The emetic candy floss of 'humanitarian' in the context of a camp is a self-negating nonsense similar to other experiments in cruelty: the relocation of Boer civilians during the colonial wars waged by Britain to camps which saw dysentery and starvation; the movement of Vietnamese villagers into fortified hamlets to prevent their infiltration by the Vietcong in the 1960s; the creation of Pacific concentration camps to detain refugees seeking Australia by boat in what came to be called the 'Pacific Solution'.
Those in the business of doing humanitarian deeds were understandably appalled by Israel's latest plans. Philippe Lazzarini, head of the United Nations agency for Palestinian refugees (UNRWA), stated that this would 'de facto create massive concentration camps at the border with Egypt for the Palestinians, displaced over and over across generations'. It would certainly 'deprive Palestinians of any prospects of a better future in their homeland.' Self-evidently and sadly, that would be one of the main aims.

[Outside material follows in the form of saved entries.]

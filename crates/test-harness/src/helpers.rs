//! Helper functions: error type, site grids, float comparison.

use fault_geodesy::{BoundingBox, GeodesyError, Point};
use fault_surface::{Mesh, SurfaceError};

// ── Error Type ──────────────────────────────────────────────────────────────

/// Unified error type for the test harness.
#[derive(Debug, thiserror::Error)]
pub enum HarnessError {
    #[error("assertion failed: {detail}")]
    AssertionFailed { detail: String },

    #[error("invalid fixture: {reason}")]
    Fixture { reason: String },

    #[error("surface error: {0}")]
    Surface(#[from] SurfaceError),

    #[error("geodesy error: {0}")]
    Geodesy(#[from] GeodesyError),

    #[error("report serialization failed: {0}")]
    Report(#[from] serde_json::Error),
}

// ── Sites ───────────────────────────────────────────────────────────────────

/// Regular `n` x `n` grid of surface sites covering `bbox` widened by
/// `margin` degrees on every side.
pub fn site_grid(bbox: &BoundingBox, margin: f64, n: usize) -> Mesh {
    let n = n.max(2);
    let step = |lo: f64, hi: f64, i: usize| lo + (hi - lo) * i as f64 / (n - 1) as f64;
    let (west, east) = (bbox.west - margin, bbox.east + margin);
    let (south, north) = (bbox.south - margin, bbox.north + margin);
    let points: Vec<Point> = (0..n)
        .flat_map(|i| (0..n).map(move |j| Point::surface(step(west, east, j), step(south, north, i))))
        .collect();
    Mesh::from_points(&points)
}

// ── Float Comparison ────────────────────────────────────────────────────────

/// `|actual - expected| / |expected|`, or the absolute error when `expected` is 0.
pub fn relative_error(actual: f64, expected: f64) -> f64 {
    let diff = (actual - expected).abs();
    if expected == 0.0 {
        diff
    } else {
        diff / expected.abs()
    }
}
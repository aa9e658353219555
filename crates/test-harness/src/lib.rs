//! Test harness for multi-section fault surfaces.
//!
//! Builds reference surfaces from down-dip profiles, verifies aggregate
//! geometry and distance invariants, and renders diagnostic reports.
//!
//! # Key Components
//!
//! - [`fixtures`]: Profile-to-mesh builder and standard reference sections
//! - [`oracle`]: Verification functions returning pass/fail verdicts
//! - [`report`]: Structured text and JSON surface descriptions
//! - [`helpers`]: Error type, site grids, float comparison
//! - [`assertions`]: Assertion helpers with diagnostics

pub mod assertions;
pub mod fixtures;
pub mod helpers;
pub mod oracle;
pub mod report;

pub use helpers::HarnessError;
pub use oracle::OracleVerdict;
pub use report::SurfaceReport;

A few of Israeli's former Prime Ministers have ditched the coloured goggles in considering the plans for such a mislabelled city. Yair Lapid, who spent a mere six months in office in 2022, told Israeli Army Radio that it was 'a bad idea from every possible perspective – security, political, economic, logistical'. While preferring not to use the term 'concentration camp' with regards such a construction, incarcerating individuals by effectively preventing their exit would make such a term appropriate.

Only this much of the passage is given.